Collected data entries
//! Configuration system for deckq.
//!
//! deckq uses TOML configuration files named `.deckq.toml`. Configuration is resolved by walking
//! up the directory tree from the current working directory, collecting any `.deckq.toml` files
//! found, then loading `~/.deckq.toml` as the global config with lowest precedence.

mod discovery;
mod error;
mod merge;
mod parse;
mod resolve;
mod templates;
#[cfg(test)]
mod test_support;
mod validate;

use std::{
    fs,
    path::{Path, PathBuf},
};

use deckq_games::{Game, UnknownGame};
use deckq_search::MessageCatalog;
use serde::{Deserialize, Serialize};
use tracing::{debug, warn};

pub use discovery::{CONFIG_FILENAME, discover_config_files, global_config_path, is_global_config};
pub use error::ConfigError;
pub use merge::{ParsedConfig, merge_configs};
pub use parse::{
    RawConfig, RawExplainSettings, RawOutputSettings, RawSettings, parse_config_file,
    parse_config_str,
};
pub use resolve::resolve_catalog_path;
pub use templates::{global_template, local_template};
pub use validate::ConfigWarning;
use validate::validate_config;

/// Locale whose embedded catalog backs every other locale.
const FALLBACK_LOCALE: &str = "en";

/// Merged configuration for deckq.
#[derive(Debug, Clone, Default)]
pub struct Config {
    /// General settings.
    pub settings: Settings,
    /// Explanation settings.
    pub explain: ExplainSettings,
    /// Output settings.
    pub output: OutputSettings,
    /// Directory containing the closest config file.
    pub config_root: Option<PathBuf>,
    /// Config files that contributed, closest first.
    pub sources: Vec<PathBuf>,
}

impl Config {
    /// Discovers and merges every `.deckq.toml` that applies to `cwd`.
    ///
    /// Returns the defaults when no file is found.
    pub fn load(cwd: &Path) -> Result<Self, ConfigError> {
        Self::load_from_files(&discover_config_files(cwd))
    }

    /// Loads and merges the given files, closest first.
    pub fn load_from_files(files: &[PathBuf]) -> Result<Self, ConfigError> {
        let parsed = files
            .iter()
            .map(|path| {
                Ok(ParsedConfig {
                    path: path.clone(),
                    config: parse_config_file(path)?,
                })
            })
            .collect::<Result<Vec<_>, ConfigError>>()?;
        merge_configs(&parsed)
    }

    /// Validates the configuration and returns any warnings.
    pub fn validate(&self) -> Vec<ConfigWarning> {
        validate_config(self)
    }

    /// The configured game.
    pub fn game(&self) -> Result<Game, UnknownGame> {
        self.settings.game.parse()
    }

    /// Builds the message catalog for `locale`.
    ///
    /// User catalogs come first, in configuration order, and earlier ones win. The embedded
    /// catalog for the locale fills the gaps, then the English catalog. Missing catalog files
    /// are skipped.
    pub fn catalog(&self, locale: &str) -> Result<MessageCatalog, ConfigError> {
        let mut catalog = MessageCatalog::new(locale);
        for source in &self.explain.catalogs {
            if !source.path.is_file() {
                warn!(path = %source.path.display(), "skipping missing catalog");
                continue;
            }
            let text = fs::read_to_string(&source.path).map_err(|source_err| {
                ConfigError::ReadFile {
                    path: source.path.clone(),
                    source: source_err,
                }
            })?;
            let user = MessageCatalog::from_toml(locale, &text).map_err(|err| {
                ConfigError::Catalog {
                    path: source.path.clone(),
                    source: err,
                }
            })?;
            debug!(path = %source.path.display(), messages = user.len(), "loaded catalog");
            catalog.fill_from(&user);
        }

        for embedded_locale in [locale, FALLBACK_LOCALE] {
            let embedded = deckq_games::catalog(embedded_locale).map_err(|source| {
                ConfigError::EmbeddedCatalog {
                    locale: embedded_locale.to_string(),
                    source,
                }
            })?;
            if let Some(embedded) = embedded {
                catalog.fill_from(&embedded);
            }
        }
        Ok(catalog)
    }

    /// Renders the effective settings in `.deckq.toml` form.
    pub fn settings_to_toml(&self) -> Result<String, ConfigError> {
        let view = SettingsView {
            settings: &self.settings,
            explain: ExplainView {
                catalogs: self
                    .explain
                    .catalogs
                    .iter()
                    .map(|c| c.path.display().to_string())
                    .collect(),
            },
            output: &self.output,
        };
        Ok(toml::to_string_pretty(&view)?)
    }
}

/// `[settings]`
#[derive(Debug, Clone, PartialEq, Eq, Deserialize, Serialize)]
#[serde(default)]
pub struct Settings {
    /// Game whose commands are used.
    pub game: String,
    /// Locale for explanations.
    pub locale: String,
}

impl Default for Settings {
    fn default() -> Self {
        Self {
            game: Game::Magic.name().to_string(),
            locale: FALLBACK_LOCALE.to_string(),
        }
    }
}

/// `[explain]`
#[derive(Debug, Clone, Default, PartialEq, Eq)]
pub struct ExplainSettings {
    /// User catalogs, highest precedence first.
    pub catalogs: Vec<CatalogSource>,
}

/// A user message catalog named in a config file.
#[derive(Debug, Clone, PartialEq, Eq)]
pub struct CatalogSource {
    /// Resolved path.
    pub path: PathBuf,
    /// Whether it came from `~/.deckq.toml`.
    pub is_global: bool,
}

/// `[output]`
#[derive(Debug, Clone, Copy, PartialEq, Eq, Deserialize, Serialize)]
#[serde(default)]
pub struct OutputSettings {
    /// Print JSON instead of text.
    pub json: bool,
    /// Colour terminal output.
    pub color: bool,
}

impl Default for OutputSettings {
    fn default() -> Self {
        Self {
            json: false,
            color: true,
        }
    }
}

/// Serialization view of the effective settings.
#[derive(Serialize)]
struct SettingsView<'a> {
    /// `[settings]`
    settings: &'a Settings,
    /// `[explain]`
    explain: ExplainView,
    /// `[output]`
    output: &'a OutputSettings,
}

/// `[explain]` with catalog paths as strings.
#[derive(Serialize)]
struct ExplainView {
    /// Resolved catalog paths.
    catalogs: Vec<String>,
}

#[cfg(test)]
mod tests {
    use deckq_search::Catalog;

    use super::*;
    use crate::test_support::TestDir;

    #[test]
    fn defaults() {
        let config = Config::default();
        assert_eq!(config.settings.game, "magic");
        assert_eq!(config.settings.locale, "en");
        assert!(!config.output.json);
        assert!(config.output.color);
        assert_eq!(config.game(), Ok(Game::Magic));
    }

    #[test]
    fn settings_to_toml_round_trips_through_the_parser() {
        let toml = Config::default().settings_to_toml().unwrap();
        assert!(toml.contains("[settings]"));
        assert!(toml.contains("game = \"magic\""));
        assert!(toml.contains("[output]"));
        let parsed = parse_config_str(&toml, Path::new("effective.toml")).unwrap();
        assert_eq!(parsed.settings.unwrap().locale.as_deref(), Some("en"));
    }

    #[test]
    fn user_catalogs_override_embedded_messages() {
        let dir = TestDir::new();
        let first = dir.create_file_with_content("a.toml", "[logic]\nand = \" AND \"\n");
        let second = dir.create_file_with_content(
            "b.toml",
            "[logic]\nand = \" und \"\nor = \" oder \"\n",
        );
        let config = Config {
            explain: ExplainSettings {
                catalogs: vec![
                    CatalogSource {
                        path: first,
                        is_global: false,
                    },
                    CatalogSource {
                        path: dir.path().join("missing.toml"),
                        is_global: false,
                    },
                    CatalogSource {
                        path: second,
                        is_global: true,
                    },
                ],
            },
            ..Default::default()
        };

        let catalog = config.catalog("de").unwrap();
        assert_eq!(catalog.locale(), "de");
        assert_eq!(catalog.message("logic.and"), Some(" AND "));
        assert_eq!(catalog.message("logic.or"), Some(" oder "));
        assert_eq!(catalog.message("logic.group"), Some("({inner})"));
    }

    #[test]
    fn invalid_user_catalog_is_an_error() {
        let dir = TestDir::new();
        let bad = dir.create_file_with_content("bad.toml", "[logic]\nand = [1]\n");
        let config = Config {
            explain: ExplainSettings {
                catalogs: vec![CatalogSource {
                    path: bad,
                    is_global: false,
                }],
            },
            ..Default::default()
        };
        assert!(matches!(
            config.catalog("en"),
            Err(ConfigError::Catalog { .. })
        ));
    }
}
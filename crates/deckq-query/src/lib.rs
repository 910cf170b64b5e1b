//! Query lexing, parsing and AST for deckq card search.
//!
//! The query language is built from command expressions combined with explicit separators:
//!
//! - **Commands**: `cost>=3`, `type:goblin`, `name="Lightning Bolt"`
//! - **Qualified operators**: `type!:goblin` (the `!` negates the comparison)
//! - **Raw values**: `goblin`, `"goblin king"`, `/^gob/i`
//! - **Shorthands**: `#tribal` (hash), `w/u/b` (slash alternation)
//! - **Composition**: `a & b`, `a | b`, `-a`, `!a`, `(a | b) & c`
//!
//! `&` and `|` cannot be mixed at one nesting level without parentheses.
//!
//! # Example
//!
//! ```
//! use deckq_query::parse;
//!
//! let query = parse("type:goblin & (cost<=2 | #haste)").unwrap();
//! assert_eq!(query.expr.sexp(), "(& (: type goblin) (group (| (<= cost 2) (# haste))))");
//! ```

mod ast;
mod error;
mod lexer;
mod parser;

pub use ast::{
    ArgKind, Expr, ExprKind, Operator, Qualifier, Qualifiers, Separator, operator_text,
};
pub use error::{LexError, LexErrorKind, QueryError, QueryErrorKind, SyntaxErrorKind};
pub use lexer::{
    LexOptions, Lexer, PUNCTUATORS, Span, Token, TokenKind, regex_parts, string_value, tokenize,
};
pub use parser::{ParseOutcome, Query, parse, parse_partial};
// CIT - Capital Income Tax
// Written in 2024 by
//   The CIT developers
//
// To the extent possible under law, the author(s) have dedicated all
// copyright and related and neighboring rights to this software to
// the public domain worldwide. This software is distributed without
// any warranty.
//
// You should have received a copy of the CC0 Public Domain Dedication
// along with this software.
// If not, see <http://creativecommons.org/publicdomain/zero/1.0/>.
//

//! Units
//!
//! Data structures representing the various fundamental units used throughout
//! the codebase. In general, any use of bare `Decimal` for an amount or a
//! monetary value is a code smell and should be replaced by one of these.
//! Exchange rates and other dimensionless factors stay as bare `Decimal`s.
//!

mod amount;
pub mod date;
mod price;

pub use amount::Amount;
pub use date::Date;
pub use price::Price;
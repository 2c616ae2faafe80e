// CIT - Capital Income Tax
// Written in 2024 by
//   The CIT developers
//
// To the extent possible under law, the author(s) have dedicated all
// copyright and related and neighboring rights to this software to
// the public domain worldwide. This software is distributed without
// any warranty.
//
// You should have received a copy of the CC0 Public Domain Dedication
// along with this software.
// If not, see <http://creativecommons.org/publicdomain/zero/1.0/>.
//

//! HTTP
//!
//! Utility functions to make HTTP requests easier
//!

use anyhow::Context;
use log::{debug, warn};

/// Some market data providers refuse requests without a browser-ish agent
static USER_AGENT: &str = "Mozilla/5.0 (compatible; cit)";

/// Make a HTTP GET request and return a byte vector
pub fn get_bytes(url: &str) -> Result<Vec<u8>, anyhow::Error> {
    let resp = minreq::get(url)
        .with_header("User-Agent", USER_AGENT)
        .with_timeout(10)
        .send()
        .with_context(|| format!("Request data from {}", url))?;

    debug!(target: "cit_http", "request to {} returned {}", url, resp.status_code);
    if resp.status_code != 200 {
        if let Ok(s) = resp.as_str() {
            warn!(target: "cit_http", "{}", s);
        }
        return Err(anyhow::Error::msg(format!(
            "request to {} failed with status {} {}",
            url, resp.status_code, resp.reason_phrase
        )));
    }
    Ok(resp.into_bytes())
}

/// Make a HTTP GET request and JSON-parse the result
pub fn get_json<D: serde::de::DeserializeOwned>(url: &str) -> Result<D, anyhow::Error> {
    let bytes = get_bytes(url)?;
    serde_json::from_slice(&bytes).with_context(|| format!("parsing json from {}", url))
}
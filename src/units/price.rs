// CIT - Capital Income Tax
// Written in 2024 by
//   The CIT developers
//
// To the extent possible under law, the author(s) have dedicated all
// copyright and related and neighboring rights to this software to
// the public domain worldwide. This software is distributed without
// any warranty.
//
// You should have received a copy of the CC0 Public Domain Dedication
// along with this software.
// If not, see <http://creativecommons.org/publicdomain/zero/1.0/>.
//

//! Price
//!
//! Monetary values. Used both for per-unit prices and for totals (a price
//! multiplied by an amount is again a `Price`), in whichever currency the
//! computation is carried out in.
//!

use crate::units::Amount;
use rust_decimal::Decimal;
use serde::{Deserialize, Serialize};
use std::{fmt, iter, ops, str};

/// A monetary value
#[derive(
    Copy, Clone, PartialEq, Eq, PartialOrd, Ord, Debug, Default, Hash, Deserialize, Serialize,
)]
#[serde(transparent)]
pub struct Price(Decimal);

impl Price {
    /// Zero
    pub const ZERO: Price = Price(Decimal::ZERO);

    /// Accessor for the underlying decimal
    pub fn to_decimal(self) -> Decimal {
        self.0
    }

    /// Whether this is strictly greater than zero
    pub fn is_positive(&self) -> bool {
        self.0 > Decimal::ZERO
    }

    /// Whether this is strictly less than zero
    pub fn is_negative(&self) -> bool {
        self.0 < Decimal::ZERO
    }

    /// The absolute value
    pub fn abs(&self) -> Price {
        Price(self.0.abs())
    }

    /// Rounds to the given number of decimal places (banker's rounding)
    pub fn round_dp(&self, dp: u32) -> Price {
        Price(self.0.round_dp(dp))
    }

    /// Divides a total by an amount, yielding a per-unit price
    ///
    /// Returns `None` if the amount is zero.
    pub fn checked_div(&self, amount: Amount) -> Option<Price> {
        self.0.checked_div(amount.to_decimal()).map(Price)
    }
}

impl From<Decimal> for Price {
    fn from(d: Decimal) -> Price {
        Price(d)
    }
}

impl str::FromStr for Price {
    type Err = rust_decimal::Error;
    fn from_str(s: &str) -> Result<Self, Self::Err> {
        str::FromStr::from_str(s).map(Price)
    }
}

impl fmt::Display for Price {
    fn fmt(&self, f: &mut fmt::Formatter) -> fmt::Result {
        let mut copy = self.0.round_dp(2);
        copy.rescale(2);
        fmt::Display::fmt(&copy, f)
    }
}

impl ops::Add for Price {
    type Output = Price;
    fn add(self, other: Price) -> Price {
        Price(self.0 + other.0)
    }
}

impl ops::AddAssign for Price {
    fn add_assign(&mut self, other: Price) {
        self.0 += other.0;
    }
}

impl ops::Sub for Price {
    type Output = Price;
    fn sub(self, other: Price) -> Price {
        Price(self.0 - other.0)
    }
}

impl ops::Neg for Price {
    type Output = Price;
    fn neg(self) -> Price {
        Price(-self.0)
    }
}

/// Price times a quantity, e.g. the total cost of a purchase
impl ops::Mul<Amount> for Price {
    type Output = Price;
    fn mul(self, other: Amount) -> Price {
        Price(self.0 * other.to_decimal())
    }
}

/// Price times a scalar, e.g. an exchange rate or a deductible rate
impl ops::Mul<Decimal> for Price {
    type Output = Price;
    fn mul(self, other: Decimal) -> Price {
        Price(self.0 * other)
    }
}

impl iter::Sum for Price {
    fn sum<I: Iterator<Item = Price>>(iter: I) -> Price {
        iter.fold(Price::ZERO, |acc, x| acc + x)
    }
}

/// Construct a price from a decimal expression, e.g. price!(100.00) or price!(123)
#[cfg(test)]
#[macro_export]
macro_rules! price {
    ($num:expr) => {
        $num.to_string().parse::<$crate::units::Price>().unwrap()
    };
}
// CIT - Capital Income Tax
// Written in 2024 by
//   The CIT developers
//
// To the extent possible under law, the author(s) have dedicated all
// copyright and related and neighboring rights to this software to
// the public domain worldwide. This software is distributed without
// any warranty.
//
// You should have received a copy of the CC0 Public Domain Dedication
// along with this software.
// If not, see <http://creativecommons.org/publicdomain/zero/1.0/>.
//

//! Accounting
//!
//! Everything that is computed from a [Ledger](crate::ledger::Ledger): the
//! running weighted-average acquisition price, realized profit and loss of
//! each sale, the yearly tax summary and position statistics.
//!
//! None of this does any I/O. Every function takes the ledger by shared
//! reference and rebuilds whatever running state it needs from scratch, so
//! the results only ever depend on the arguments.
//!

use crate::ledger::Transaction;
use rust_decimal::Decimal;

mod acquisition;
mod overview;
mod pnl;
mod summary;
mod tax;

pub use self::acquisition::{acquisition_prices, track, AcquisitionRecord, PositionState};
pub use self::overview::{sales_overview, SalesOverview};
pub use self::pnl::{profit_and_loss, profit_and_loss_in_year, PnlRecord};
pub use self::summary::{position_summary, PositionSummary};
pub use self::tax::{tax_summary, taxable_contribution, TaxSummary};

/// Which currency monetary results are expressed in
#[derive(Copy, Clone, PartialEq, Eq, Debug, Default)]
pub enum Currency {
    /// The currency the asset is priced in; exchange rates are ignored
    #[default]
    Asset,
    /// The domestic (tax) currency; values are multiplied by each
    /// transaction's exchange rate
    Domestic,
}

impl Currency {
    /// The factor to convert a value belonging to this transaction into
    /// the target currency
    pub fn fx_factor(self, tx: &Transaction) -> Decimal {
        match self {
            Currency::Asset => Decimal::ONE,
            Currency::Domestic => tx.fx_rate,
        }
    }
}

/// Parameters of the tax regime
#[derive(Copy, Clone, PartialEq, Eq, Debug)]
pub struct TaxParameters {
    /// Fraction of a loss which may be offset against gains
    pub deductible_rate: Decimal,
}

impl Default for TaxParameters {
    fn default() -> Self {
        TaxParameters {
            deductible_rate: Decimal::new(7, 1),
        }
    }
}

#[cfg(test)]
mod tests {
    use super::*;
    use crate::ledger::tx;
    use rust_decimal_macros::dec;

    #[test]
    fn fx_factor() {
        let t = tx("2022-01-01", dec!(-1), dec!(100), dec!(10.5));
        assert_eq!(Currency::Asset.fx_factor(&t), dec!(1));
        assert_eq!(Currency::Domestic.fx_factor(&t), dec!(10.5));
    }

    #[test]
    fn default_deductible_rate() {
        assert_eq!(TaxParameters::default().deductible_rate, dec!(0.7));
    }
}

ACTIVITY
Repeat exactly the lines of the data from the first one through the line with "up the directory", both of them included.

WRITTEN RESPONSE
//! Configuration system for deckq.
//!
//! deckq uses TOML configuration files named `.deckq.toml`. Configuration is resolved by walking
//! up the directory tree from the current working directory, collecting any `.deckq.toml` files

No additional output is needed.